- ACTIVITY -
Your answer should be only the lines below from the one with "pub mod forecast;" to the one with "pub const HISTORICAL_WIDTH: usize = 40;", repeated exactly, ends included.

GIVEN DATA START

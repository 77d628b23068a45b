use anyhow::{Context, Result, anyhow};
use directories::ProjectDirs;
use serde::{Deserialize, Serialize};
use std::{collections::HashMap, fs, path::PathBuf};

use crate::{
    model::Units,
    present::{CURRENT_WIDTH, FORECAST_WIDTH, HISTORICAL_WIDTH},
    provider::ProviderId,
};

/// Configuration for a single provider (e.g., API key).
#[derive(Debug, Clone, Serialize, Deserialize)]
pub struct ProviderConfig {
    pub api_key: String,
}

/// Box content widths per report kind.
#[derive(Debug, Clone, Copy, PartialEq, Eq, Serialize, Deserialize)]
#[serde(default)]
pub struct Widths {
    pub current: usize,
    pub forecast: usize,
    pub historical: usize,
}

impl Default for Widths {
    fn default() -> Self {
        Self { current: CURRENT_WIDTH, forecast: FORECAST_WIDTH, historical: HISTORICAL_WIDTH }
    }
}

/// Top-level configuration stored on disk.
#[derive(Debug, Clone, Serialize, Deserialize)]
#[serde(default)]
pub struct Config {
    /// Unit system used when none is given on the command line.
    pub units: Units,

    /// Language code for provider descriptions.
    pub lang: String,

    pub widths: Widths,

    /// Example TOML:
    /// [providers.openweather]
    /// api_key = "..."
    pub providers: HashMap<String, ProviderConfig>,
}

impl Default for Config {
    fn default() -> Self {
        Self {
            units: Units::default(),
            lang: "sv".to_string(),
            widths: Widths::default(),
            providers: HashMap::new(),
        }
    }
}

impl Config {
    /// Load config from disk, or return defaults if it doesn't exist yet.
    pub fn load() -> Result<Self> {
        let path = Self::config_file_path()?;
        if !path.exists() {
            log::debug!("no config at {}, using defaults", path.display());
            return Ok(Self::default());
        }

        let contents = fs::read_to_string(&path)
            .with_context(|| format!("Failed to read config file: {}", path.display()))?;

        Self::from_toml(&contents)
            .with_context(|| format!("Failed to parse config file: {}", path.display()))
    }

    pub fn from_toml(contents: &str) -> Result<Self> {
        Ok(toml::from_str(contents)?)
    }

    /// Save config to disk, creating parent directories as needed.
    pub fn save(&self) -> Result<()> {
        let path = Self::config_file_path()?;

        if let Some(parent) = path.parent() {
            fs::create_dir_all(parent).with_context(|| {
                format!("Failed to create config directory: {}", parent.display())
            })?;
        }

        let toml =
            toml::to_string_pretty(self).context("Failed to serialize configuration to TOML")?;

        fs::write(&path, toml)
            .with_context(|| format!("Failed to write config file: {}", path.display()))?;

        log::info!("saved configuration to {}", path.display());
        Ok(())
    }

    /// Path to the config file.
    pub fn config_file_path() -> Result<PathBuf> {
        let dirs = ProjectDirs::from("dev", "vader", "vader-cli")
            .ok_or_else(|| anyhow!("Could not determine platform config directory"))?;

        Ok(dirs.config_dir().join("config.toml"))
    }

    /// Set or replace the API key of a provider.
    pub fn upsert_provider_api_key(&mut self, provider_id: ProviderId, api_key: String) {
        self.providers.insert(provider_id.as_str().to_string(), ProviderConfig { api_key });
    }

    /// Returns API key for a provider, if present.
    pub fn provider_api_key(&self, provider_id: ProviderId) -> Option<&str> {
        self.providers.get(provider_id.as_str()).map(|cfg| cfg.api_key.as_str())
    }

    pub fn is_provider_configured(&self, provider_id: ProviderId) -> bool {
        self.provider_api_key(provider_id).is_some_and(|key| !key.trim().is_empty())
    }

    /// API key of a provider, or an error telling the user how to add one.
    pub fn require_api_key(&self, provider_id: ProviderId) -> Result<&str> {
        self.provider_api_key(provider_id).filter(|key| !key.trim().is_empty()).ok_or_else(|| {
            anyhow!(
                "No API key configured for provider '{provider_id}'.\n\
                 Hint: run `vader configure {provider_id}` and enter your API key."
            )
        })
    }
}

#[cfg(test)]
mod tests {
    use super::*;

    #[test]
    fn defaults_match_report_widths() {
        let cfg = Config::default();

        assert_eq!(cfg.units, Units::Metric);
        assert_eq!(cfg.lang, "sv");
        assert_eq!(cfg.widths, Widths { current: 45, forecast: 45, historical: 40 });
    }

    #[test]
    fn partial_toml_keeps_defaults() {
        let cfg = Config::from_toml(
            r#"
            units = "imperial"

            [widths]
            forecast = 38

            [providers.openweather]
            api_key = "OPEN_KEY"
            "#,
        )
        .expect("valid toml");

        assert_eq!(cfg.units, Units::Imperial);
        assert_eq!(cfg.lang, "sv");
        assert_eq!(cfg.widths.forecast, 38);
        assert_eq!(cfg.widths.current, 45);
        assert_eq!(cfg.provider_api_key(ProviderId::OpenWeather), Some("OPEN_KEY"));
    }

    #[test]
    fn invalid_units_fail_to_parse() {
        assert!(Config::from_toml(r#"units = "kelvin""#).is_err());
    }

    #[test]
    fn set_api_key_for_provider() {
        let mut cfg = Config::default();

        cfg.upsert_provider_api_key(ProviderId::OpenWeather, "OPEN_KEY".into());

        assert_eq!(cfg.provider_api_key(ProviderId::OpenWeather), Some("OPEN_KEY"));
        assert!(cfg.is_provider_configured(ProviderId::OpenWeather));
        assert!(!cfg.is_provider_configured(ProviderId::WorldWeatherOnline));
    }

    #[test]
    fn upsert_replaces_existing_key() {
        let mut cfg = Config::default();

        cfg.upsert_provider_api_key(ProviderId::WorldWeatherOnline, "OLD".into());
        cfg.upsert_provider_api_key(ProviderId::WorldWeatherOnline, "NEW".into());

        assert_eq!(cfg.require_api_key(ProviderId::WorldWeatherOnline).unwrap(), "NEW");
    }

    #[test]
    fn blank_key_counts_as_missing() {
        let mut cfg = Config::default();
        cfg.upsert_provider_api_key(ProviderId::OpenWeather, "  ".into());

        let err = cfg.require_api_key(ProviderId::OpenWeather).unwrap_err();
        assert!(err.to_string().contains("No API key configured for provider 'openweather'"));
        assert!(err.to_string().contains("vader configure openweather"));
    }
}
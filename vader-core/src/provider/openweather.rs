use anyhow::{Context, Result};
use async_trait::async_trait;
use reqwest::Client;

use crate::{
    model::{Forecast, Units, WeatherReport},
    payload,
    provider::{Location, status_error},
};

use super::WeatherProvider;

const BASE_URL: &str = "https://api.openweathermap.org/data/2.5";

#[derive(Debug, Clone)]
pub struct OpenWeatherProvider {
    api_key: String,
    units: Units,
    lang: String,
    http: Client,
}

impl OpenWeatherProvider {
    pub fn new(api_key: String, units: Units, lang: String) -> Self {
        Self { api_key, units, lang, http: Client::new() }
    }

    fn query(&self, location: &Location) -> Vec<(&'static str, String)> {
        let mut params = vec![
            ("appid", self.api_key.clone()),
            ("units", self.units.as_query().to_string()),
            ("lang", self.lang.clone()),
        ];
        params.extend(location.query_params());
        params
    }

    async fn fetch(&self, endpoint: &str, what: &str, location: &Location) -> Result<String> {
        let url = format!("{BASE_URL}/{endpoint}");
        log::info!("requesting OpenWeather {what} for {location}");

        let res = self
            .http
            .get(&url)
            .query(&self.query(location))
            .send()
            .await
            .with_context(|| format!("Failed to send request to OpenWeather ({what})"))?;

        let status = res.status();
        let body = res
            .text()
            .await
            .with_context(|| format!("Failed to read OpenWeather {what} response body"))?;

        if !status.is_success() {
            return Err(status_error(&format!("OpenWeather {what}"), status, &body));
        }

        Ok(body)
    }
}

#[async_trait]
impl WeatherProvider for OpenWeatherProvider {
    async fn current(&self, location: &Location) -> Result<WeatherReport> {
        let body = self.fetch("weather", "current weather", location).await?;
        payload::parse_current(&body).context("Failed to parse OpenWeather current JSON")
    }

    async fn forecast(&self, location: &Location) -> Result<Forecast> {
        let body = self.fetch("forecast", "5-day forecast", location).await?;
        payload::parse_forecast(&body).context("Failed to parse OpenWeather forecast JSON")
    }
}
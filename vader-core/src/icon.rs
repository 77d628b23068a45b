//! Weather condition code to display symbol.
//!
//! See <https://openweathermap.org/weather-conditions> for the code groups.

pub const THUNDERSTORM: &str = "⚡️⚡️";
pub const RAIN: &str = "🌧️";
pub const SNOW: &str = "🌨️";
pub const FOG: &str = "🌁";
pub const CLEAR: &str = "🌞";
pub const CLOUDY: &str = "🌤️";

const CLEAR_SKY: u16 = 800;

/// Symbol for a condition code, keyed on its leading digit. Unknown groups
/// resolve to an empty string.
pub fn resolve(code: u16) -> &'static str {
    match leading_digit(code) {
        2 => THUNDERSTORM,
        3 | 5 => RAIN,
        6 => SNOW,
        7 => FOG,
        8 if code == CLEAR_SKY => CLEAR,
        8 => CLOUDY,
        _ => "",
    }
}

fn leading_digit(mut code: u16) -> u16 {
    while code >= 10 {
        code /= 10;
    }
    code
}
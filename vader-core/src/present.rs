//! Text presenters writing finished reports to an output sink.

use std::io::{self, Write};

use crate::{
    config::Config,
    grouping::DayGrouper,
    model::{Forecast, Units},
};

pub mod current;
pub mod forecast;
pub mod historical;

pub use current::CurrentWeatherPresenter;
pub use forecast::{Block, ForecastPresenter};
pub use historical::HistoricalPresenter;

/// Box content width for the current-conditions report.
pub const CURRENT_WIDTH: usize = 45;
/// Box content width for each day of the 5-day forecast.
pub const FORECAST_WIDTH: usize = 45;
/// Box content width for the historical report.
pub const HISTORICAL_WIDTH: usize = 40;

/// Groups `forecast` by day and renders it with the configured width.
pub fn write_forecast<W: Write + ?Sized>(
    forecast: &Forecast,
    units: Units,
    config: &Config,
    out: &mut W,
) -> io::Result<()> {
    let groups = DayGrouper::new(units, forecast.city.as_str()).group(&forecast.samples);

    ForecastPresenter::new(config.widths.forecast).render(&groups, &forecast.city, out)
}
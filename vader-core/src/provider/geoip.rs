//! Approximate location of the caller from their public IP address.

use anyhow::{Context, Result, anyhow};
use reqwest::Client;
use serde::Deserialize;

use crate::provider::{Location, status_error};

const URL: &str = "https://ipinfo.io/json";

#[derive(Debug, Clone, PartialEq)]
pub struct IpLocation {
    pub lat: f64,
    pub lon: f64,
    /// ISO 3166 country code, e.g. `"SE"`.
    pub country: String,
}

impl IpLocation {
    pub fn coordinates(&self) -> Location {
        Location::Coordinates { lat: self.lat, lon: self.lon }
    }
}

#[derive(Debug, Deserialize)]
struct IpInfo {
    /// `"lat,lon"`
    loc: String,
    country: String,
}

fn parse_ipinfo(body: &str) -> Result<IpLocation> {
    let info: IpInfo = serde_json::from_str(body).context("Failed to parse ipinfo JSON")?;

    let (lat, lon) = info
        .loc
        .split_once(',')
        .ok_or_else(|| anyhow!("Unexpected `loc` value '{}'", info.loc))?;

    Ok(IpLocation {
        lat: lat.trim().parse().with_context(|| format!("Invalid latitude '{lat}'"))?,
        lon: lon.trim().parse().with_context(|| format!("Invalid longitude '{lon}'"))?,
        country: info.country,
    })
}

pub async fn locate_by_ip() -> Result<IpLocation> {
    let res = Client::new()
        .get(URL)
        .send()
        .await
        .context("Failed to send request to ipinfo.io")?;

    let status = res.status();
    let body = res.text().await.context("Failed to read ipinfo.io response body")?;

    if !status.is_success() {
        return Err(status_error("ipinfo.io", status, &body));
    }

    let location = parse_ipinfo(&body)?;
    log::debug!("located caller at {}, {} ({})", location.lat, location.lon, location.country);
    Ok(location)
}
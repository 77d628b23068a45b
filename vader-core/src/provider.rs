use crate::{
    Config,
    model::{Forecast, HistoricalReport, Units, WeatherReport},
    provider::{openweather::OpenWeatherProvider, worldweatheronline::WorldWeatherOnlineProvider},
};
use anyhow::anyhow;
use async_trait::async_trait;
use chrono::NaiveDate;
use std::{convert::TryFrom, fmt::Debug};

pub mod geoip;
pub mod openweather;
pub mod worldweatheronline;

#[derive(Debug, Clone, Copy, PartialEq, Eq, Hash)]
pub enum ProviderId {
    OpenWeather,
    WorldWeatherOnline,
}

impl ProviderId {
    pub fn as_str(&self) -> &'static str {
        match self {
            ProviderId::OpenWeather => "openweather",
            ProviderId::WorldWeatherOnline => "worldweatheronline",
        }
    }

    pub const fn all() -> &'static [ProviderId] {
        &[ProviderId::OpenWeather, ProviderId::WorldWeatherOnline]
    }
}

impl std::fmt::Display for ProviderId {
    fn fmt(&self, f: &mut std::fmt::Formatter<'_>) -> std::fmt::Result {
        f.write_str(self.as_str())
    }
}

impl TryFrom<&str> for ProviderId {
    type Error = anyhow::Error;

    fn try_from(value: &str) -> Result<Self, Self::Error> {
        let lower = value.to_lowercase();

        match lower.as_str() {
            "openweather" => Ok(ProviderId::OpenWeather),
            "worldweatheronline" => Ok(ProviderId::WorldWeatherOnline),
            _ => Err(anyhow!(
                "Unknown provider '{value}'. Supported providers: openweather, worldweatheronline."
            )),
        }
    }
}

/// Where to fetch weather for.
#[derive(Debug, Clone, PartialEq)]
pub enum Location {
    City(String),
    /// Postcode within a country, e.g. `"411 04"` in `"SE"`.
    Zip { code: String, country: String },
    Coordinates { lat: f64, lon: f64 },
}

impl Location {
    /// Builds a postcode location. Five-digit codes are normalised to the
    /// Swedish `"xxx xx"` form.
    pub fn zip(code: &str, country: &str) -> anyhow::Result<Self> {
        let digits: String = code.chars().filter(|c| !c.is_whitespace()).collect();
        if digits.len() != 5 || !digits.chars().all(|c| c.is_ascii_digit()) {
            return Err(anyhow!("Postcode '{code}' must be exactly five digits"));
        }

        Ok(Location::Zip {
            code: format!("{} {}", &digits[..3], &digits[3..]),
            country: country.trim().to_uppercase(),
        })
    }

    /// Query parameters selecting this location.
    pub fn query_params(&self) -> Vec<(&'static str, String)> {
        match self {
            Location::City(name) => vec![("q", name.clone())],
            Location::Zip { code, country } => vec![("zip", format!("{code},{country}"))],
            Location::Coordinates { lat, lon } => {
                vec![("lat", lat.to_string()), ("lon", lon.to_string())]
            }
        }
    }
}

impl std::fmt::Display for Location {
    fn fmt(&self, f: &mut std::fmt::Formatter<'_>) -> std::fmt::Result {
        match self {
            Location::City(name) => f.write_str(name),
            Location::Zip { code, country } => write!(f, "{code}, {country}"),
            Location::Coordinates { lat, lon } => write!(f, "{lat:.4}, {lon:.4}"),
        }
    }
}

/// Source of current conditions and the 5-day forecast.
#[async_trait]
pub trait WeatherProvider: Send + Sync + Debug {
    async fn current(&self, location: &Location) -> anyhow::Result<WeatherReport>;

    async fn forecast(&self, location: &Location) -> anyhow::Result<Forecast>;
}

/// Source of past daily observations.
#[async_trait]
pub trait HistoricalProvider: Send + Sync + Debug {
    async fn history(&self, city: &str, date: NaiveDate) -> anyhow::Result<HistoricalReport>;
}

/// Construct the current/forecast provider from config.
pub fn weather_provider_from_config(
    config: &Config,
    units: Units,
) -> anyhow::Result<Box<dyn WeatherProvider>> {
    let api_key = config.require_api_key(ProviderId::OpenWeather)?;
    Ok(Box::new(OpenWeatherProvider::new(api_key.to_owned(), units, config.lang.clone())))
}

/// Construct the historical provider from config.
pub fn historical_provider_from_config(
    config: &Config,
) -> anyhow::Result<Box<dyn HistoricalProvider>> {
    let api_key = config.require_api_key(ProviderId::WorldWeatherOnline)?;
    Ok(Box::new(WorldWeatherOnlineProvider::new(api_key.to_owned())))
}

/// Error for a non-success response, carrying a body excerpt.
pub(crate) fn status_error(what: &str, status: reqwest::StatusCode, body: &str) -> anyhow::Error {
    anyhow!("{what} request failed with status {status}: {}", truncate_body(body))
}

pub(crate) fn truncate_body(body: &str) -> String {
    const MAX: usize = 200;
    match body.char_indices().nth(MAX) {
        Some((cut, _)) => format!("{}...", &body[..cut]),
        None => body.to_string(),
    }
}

GIVEN DATA END

- ANSWER TO THIS EXERCISE -
pub mod forecast;
pub mod historical;

pub use current::CurrentWeatherPresenter;
pub use forecast::{Block, ForecastPresenter};
pub use historical::HistoricalPresenter;

/// Box content width for the current-conditions report.
pub const CURRENT_WIDTH: usize = 45;
/// Box content width for each day of the 5-day forecast.
pub const FORECAST_WIDTH: usize = 45;
/// Box content width for the historical report.
pub const HISTORICAL_WIDTH: usize = 40;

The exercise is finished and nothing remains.